◆ **Directions for this task**
Quote every line of the material beneath this one.

##########

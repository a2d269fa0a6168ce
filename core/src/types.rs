pub(crate) mod config;
pub use config::{
    AppConfig, AppConfigError, AutoPronunciation, ClipboardConfig, EngineConfig, PathsConfig,
    PronunciationConfig, SearchConfig,
};

pub(crate) mod item;
pub use item::{EntryPath, EntryPathError, MAX_PATH_LENGTH, ResultItem, SelectionKey};

pub(crate) mod kind;
pub use kind::{ItemKind, ItemKinds};
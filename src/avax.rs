//! UTXO-side value objects and the flow checker.

use std::collections::HashMap;

use thiserror::Error;

use crate::codec::{self, CodecError, Packable, Packer, Unpacker};
use crate::common::Id;
use crate::secp256k1fx::{FxError, TransferInput, TransferOutput};

#[derive(Error, Debug, Clone, PartialEq, Eq)]
pub enum FlowError {
    #[error("asset {0} overflowed while summing amounts")]
    Overflow(Id),
    #[error("asset {asset} produces {produced} but consumes only {consumed}")]
    InsufficientFunds {
        asset: Id,
        produced: u64,
        consumed: u64,
    },
    #[error("asset {asset} consumes {consumed} but produces only {produced}")]
    UnbalancedFlow {
        asset: Id,
        produced: u64,
        consumed: u64,
    },
}

/// Identifies an output of a transaction: `(tx_id, output_index)`.
#[derive(Clone, Debug, Default, PartialEq, Eq, PartialOrd, Ord, Hash)]
pub struct UtxoId {
    pub tx_id: Id,
    pub output_index: u32,
}

impl UtxoId {
    /// The key this UTXO lives under in shared memory.
    pub fn input_id(&self) -> Id {
        self.tx_id.prefix(self.output_index as u64)
    }
}

impl Packable for UtxoId {
    fn pack(&self, p: &mut Packer) {
        self.tx_id.pack(p);
        p.pack_u32(self.output_index);
    }
    fn unpack(u: &mut Unpacker<'_>) -> Result<Self, CodecError> {
        Ok(Self {
            tx_id: Id::unpack(u)?,
            output_index: u.unpack_u32()?,
        })
    }
}

#[derive(Clone, Debug, PartialEq, Eq)]
pub struct TransferableOutput {
    pub asset_id: Id,
    pub out: TransferOutput,
}

impl TransferableOutput {
    pub fn amount(&self) -> u64 {
        self.out.amount()
    }

    pub fn verify(&self) -> Result<(), FxError> {
        self.out.verify()
    }
}

impl Packable for TransferableOutput {
    fn pack(&self, p: &mut Packer) {
        self.asset_id.pack(p);
        self.out.pack(p);
    }
    fn unpack(u: &mut Unpacker<'_>) -> Result<Self, CodecError> {
        Ok(Self {
            asset_id: Id::unpack(u)?,
            out: TransferOutput::unpack(u)?,
        })
    }
}

#[derive(Clone, Debug, PartialEq, Eq)]
pub struct TransferableInput {
    pub utxo_id: UtxoId,
    pub asset_id: Id,
    pub input: TransferInput,
}

impl TransferableInput {
    pub fn input_id(&self) -> Id {
        self.utxo_id.input_id()
    }

    pub fn amount(&self) -> u64 {
        self.input.amount()
    }

    pub fn verify(&self) -> Result<(), FxError> {
        self.input.verify()
    }
}

impl Packable for TransferableInput {
    fn pack(&self, p: &mut Packer) {
        self.utxo_id.pack(p);
        self.asset_id.pack(p);
        self.input.pack(p);
    }
    fn unpack(u: &mut Unpacker<'_>) -> Result<Self, CodecError> {
        Ok(Self {
            utxo_id: UtxoId::unpack(u)?,
            asset_id: Id::unpack(u)?,
            input: TransferInput::unpack(u)?,
        })
    }
}

/// An unspent output as stored in shared memory.
#[derive(Clone, Debug, PartialEq, Eq)]
pub struct Utxo {
    pub utxo_id: UtxoId,
    pub asset_id: Id,
    pub out: TransferOutput,
}

impl Utxo {
    pub fn input_id(&self) -> Id {
        self.utxo_id.input_id()
    }
}

impl Packable for Utxo {
    fn pack(&self, p: &mut Packer) {
        self.utxo_id.pack(p);
        self.asset_id.pack(p);
        self.out.pack(p);
    }
    fn unpack(u: &mut Unpacker<'_>) -> Result<Self, CodecError> {
        Ok(Self {
            utxo_id: UtxoId::unpack(u)?,
            asset_id: Id::unpack(u)?,
            out: TransferOutput::unpack(u)?,
        })
    }
}

pub fn is_sorted_transferable_outputs(outs: &[TransferableOutput]) -> bool {
    codec::is_sorted_by_bytes(outs)
}

pub fn sort_transferable_outputs(outs: &mut Vec<TransferableOutput>) {
    codec::sort_by_bytes(outs)
}

/// Inputs are ordered by the UTXO they spend; a UTXO may appear only once.
pub fn is_sorted_and_unique_transferable_inputs(
    ins: &[TransferableInput],
) -> bool {
    ins.windows(2).all(|w| w[0].utxo_id < w[1].utxo_id)
}

/// Order inputs by the UTXO they spend, keeping each paired value (its signers) alongside.
pub fn sort_transferable_inputs<T>(ins: &mut [(TransferableInput, T)]) {
    ins.sort_by(|a, b| a.0.utxo_id.cmp(&b.0.utxo_id))
}

/// Tracks produced and consumed amounts per asset.
#[derive(Default, Debug)]
pub struct FlowChecker {
    produced: HashMap<Id, u64>,
    consumed: HashMap<Id, u64>,
    err: Option<FlowError>,
}

impl FlowChecker {
    pub fn new() -> Self {
        Self::default()
    }

    pub fn produce(&mut self, asset_id: Id, amount: u64) {
        Self::add(&mut self.produced, &mut self.err, asset_id, amount)
    }

    pub fn consume(&mut self, asset_id: Id, amount: u64) {
        Self::add(&mut self.consumed, &mut self.err, asset_id, amount)
    }

    fn add(
        m: &mut HashMap<Id, u64>, err: &mut Option<FlowError>, asset_id: Id,
        amount: u64,
    ) {
        let e = m.entry(asset_id).or_insert(0);
        match e.checked_add(amount) {
            Some(v) => *e = v,
            None => {
                err.get_or_insert(FlowError::Overflow(asset_id));
            }
        }
    }

    /// Every asset must be consumed exactly as much as it is produced.
    pub fn verify(&self) -> Result<(), FlowError> {
        if let Some(err) = &self.err {
            return Err(err.clone())
        }
        for (asset, &produced) in self.produced.iter() {
            let consumed = self.consumed.get(asset).copied().unwrap_or(0);
            if produced > consumed {
                return Err(FlowError::InsufficientFunds {
                    asset: *asset,
                    produced,
                    consumed,
                })
            }
        }
        for (asset, &consumed) in self.consumed.iter() {
            let produced = self.produced.get(asset).copied().unwrap_or(0);
            if consumed != produced {
                return Err(FlowError::UnbalancedFlow {
                    asset: *asset,
                    produced,
                    consumed,
                })
            }
        }
        Ok(())
    }
}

##########

◆ **Task response**
repository a2d269fa0a6168ce
filename core/src/types.rs
pub(crate) mod config;
pub use config::{
    AppConfig, AppConfigError, AutoPronunciation, ClipboardConfig, EngineConfig, PathsConfig,
    PronunciationConfig, SearchConfig,
};

pub(crate) mod item;
pub use item::{EntryPath, EntryPathError, MAX_PATH_LENGTH, ResultItem, SelectionKey};

pub(crate) mod kind;
pub use kind::{ItemKind, ItemKinds};
filename src/avax.rs
//! UTXO-side value objects and the flow checker.

use std::collections::HashMap;

use thiserror::Error;

use crate::codec::{self, CodecError, Packable, Packer, Unpacker};
use crate::common::Id;
use crate::secp256k1fx::{FxError, TransferInput, TransferOutput};

#[derive(Error, Debug, Clone, PartialEq, Eq)]
pub enum FlowError {
    #[error("asset {0} overflowed while summing amounts")]
    Overflow(Id),
    #[error("asset {asset} produces {produced} but consumes only {consumed}")]
    InsufficientFunds {
        asset: Id,
        produced: u64,
        consumed: u64,
    },
    #[error("asset {asset} consumes {consumed} but produces only {produced}")]
    UnbalancedFlow {
        asset: Id,
        produced: u64,
        consumed: u64,
    },
}

/// Identifies an output of a transaction: `(tx_id, output_index)`.
#[derive(Clone, Debug, Default, PartialEq, Eq, PartialOrd, Ord, Hash)]
pub struct UtxoId {
    pub tx_id: Id,
    pub output_index: u32,
}

impl UtxoId {
    /// The key this UTXO lives under in shared memory.
    pub fn input_id(&self) -> Id {
        self.tx_id.prefix(self.output_index as u64)
    }
}

impl Packable for UtxoId {
    fn pack(&self, p: &mut Packer) {
        self.tx_id.pack(p);
        p.pack_u32(self.output_index);
    }
    fn unpack(u: &mut Unpacker<'_>) -> Result<Self, CodecError> {
        Ok(Self {
            tx_id: Id::unpack(u)?,
            output_index: u.unpack_u32()?,
        })
    }
}

#[derive(Clone, Debug, PartialEq, Eq)]
pub struct TransferableOutput {
    pub asset_id: Id,
    pub out: TransferOutput,
}

impl TransferableOutput {
    pub fn amount(&self) -> u64 {
        self.out.amount()
    }

    pub fn verify(&self) -> Result<(), FxError> {
        self.out.verify()
    }
}

impl Packable for TransferableOutput {
    fn pack(&self, p: &mut Packer) {
        self.asset_id.pack(p);
        self.out.pack(p);
    }
    fn unpack(u: &mut Unpacker<'_>) -> Result<Self, CodecError> {
        Ok(Self {
            asset_id: Id::unpack(u)?,
            out: TransferOutput::unpack(u)?,
        })
    }
}

#[derive(Clone, Debug, PartialEq, Eq)]
pub struct TransferableInput {
    pub utxo_id: UtxoId,
    pub asset_id: Id,
    pub input: TransferInput,
}

impl TransferableInput {
    pub fn input_id(&self) -> Id {
        self.utxo_id.input_id()
    }

    pub fn amount(&self) -> u64 {
        self.input.amount()
    }

    pub fn verify(&self) -> Result<(), FxError> {
        self.input.verify()
    }
}

impl Packable for TransferableInput {
    fn pack(&self, p: &mut Packer) {
        self.utxo_id.pack(p);
        self.asset_id.pack(p);
        self.input.pack(p);
    }
    fn unpack(u: &mut Unpacker<'_>) -> Result<Self, CodecError> {
        Ok(Self {
            utxo_id: UtxoId::unpack(u)?,
            asset_id: Id::unpack(u)?,
            input: TransferInput::unpack(u)?,
        })
    }
}

/// An unspent output as stored in shared memory.
#[derive(Clone, Debug, PartialEq, Eq)]
pub struct Utxo {
    pub utxo_id: UtxoId,
    pub asset_id: Id,
    pub out: TransferOutput,
}

impl Utxo {
    pub fn input_id(&self) -> Id {
        self.utxo_id.input_id()
    }
}

impl Packable for Utxo {
    fn pack(&self, p: &mut Packer) {
        self.utxo_id.pack(p);
        self.asset_id.pack(p);
        self.out.pack(p);
    }
    fn unpack(u: &mut Unpacker<'_>) -> Result<Self, CodecError> {
        Ok(Self {
            utxo_id: UtxoId::unpack(u)?,
            asset_id: Id::unpack(u)?,
            out: TransferOutput::unpack(u)?,
        })
    }
}

pub fn is_sorted_transferable_outputs(outs: &[TransferableOutput]) -> bool {
    codec::is_sorted_by_bytes(outs)
}

pub fn sort_transferable_outputs(outs: &mut Vec<TransferableOutput>) {
    codec::sort_by_bytes(outs)
}

/// Inputs are ordered by the UTXO they spend; a UTXO may appear only once.
pub fn is_sorted_and_unique_transferable_inputs(
    ins: &[TransferableInput],
) -> bool {
    ins.windows(2).all(|w| w[0].utxo_id < w[1].utxo_id)
}

/// Order inputs by the UTXO they spend, keeping each paired value (its signers) alongside.
pub fn sort_transferable_inputs<T>(ins: &mut [(TransferableInput, T)]) {
    ins.sort_by(|a, b| a.0.utxo_id.cmp(&b.0.utxo_id))
}

/// Tracks produced and consumed amounts per asset.
#[derive(Default, Debug)]
pub struct FlowChecker {
    produced: HashMap<Id, u64>,
    consumed: HashMap<Id, u64>,
    err: Option<FlowError>,
}

impl FlowChecker {
    pub fn new() -> Self {
        Self::default()
    }

    pub fn produce(&mut self, asset_id: Id, amount: u64) {
        Self::add(&mut self.produced, &mut self.err, asset_id, amount)
    }

    pub fn consume(&mut self, asset_id: Id, amount: u64) {
        Self::add(&mut self.consumed, &mut self.err, asset_id, amount)
    }

    fn add(
        m: &mut HashMap<Id, u64>, err: &mut Option<FlowError>, asset_id: Id,
        amount: u64,
    ) {
        let e = m.entry(asset_id).or_insert(0);
        match e.checked_add(amount) {
            Some(v) => *e = v,
            None => {
                err.get_or_insert(FlowError::Overflow(asset_id));
            }
        }
    }

    /// Every asset must be consumed exactly as much as it is produced.
    pub fn verify(&self) -> Result<(), FlowError> {
        if let Some(err) = &self.err {
            return Err(err.clone())
        }
        for (asset, &produced) in self.produced.iter() {
            let consumed = self.consumed.get(asset).copied().unwrap_or(0);
            if produced > consumed {
                return Err(FlowError::InsufficientFunds {
                    asset: *asset,
                    produced,
                    consumed,
                })
            }
        }
        for (asset, &consumed) in self.consumed.iter() {
            let produced = self.produced.get(asset).copied().unwrap_or(0);
            if consumed != produced {
                return Err(FlowError::UnbalancedFlow {
                    asset: *asset,
                    produced,
                    consumed,
                })
            }
        }
        Ok(())
    }
}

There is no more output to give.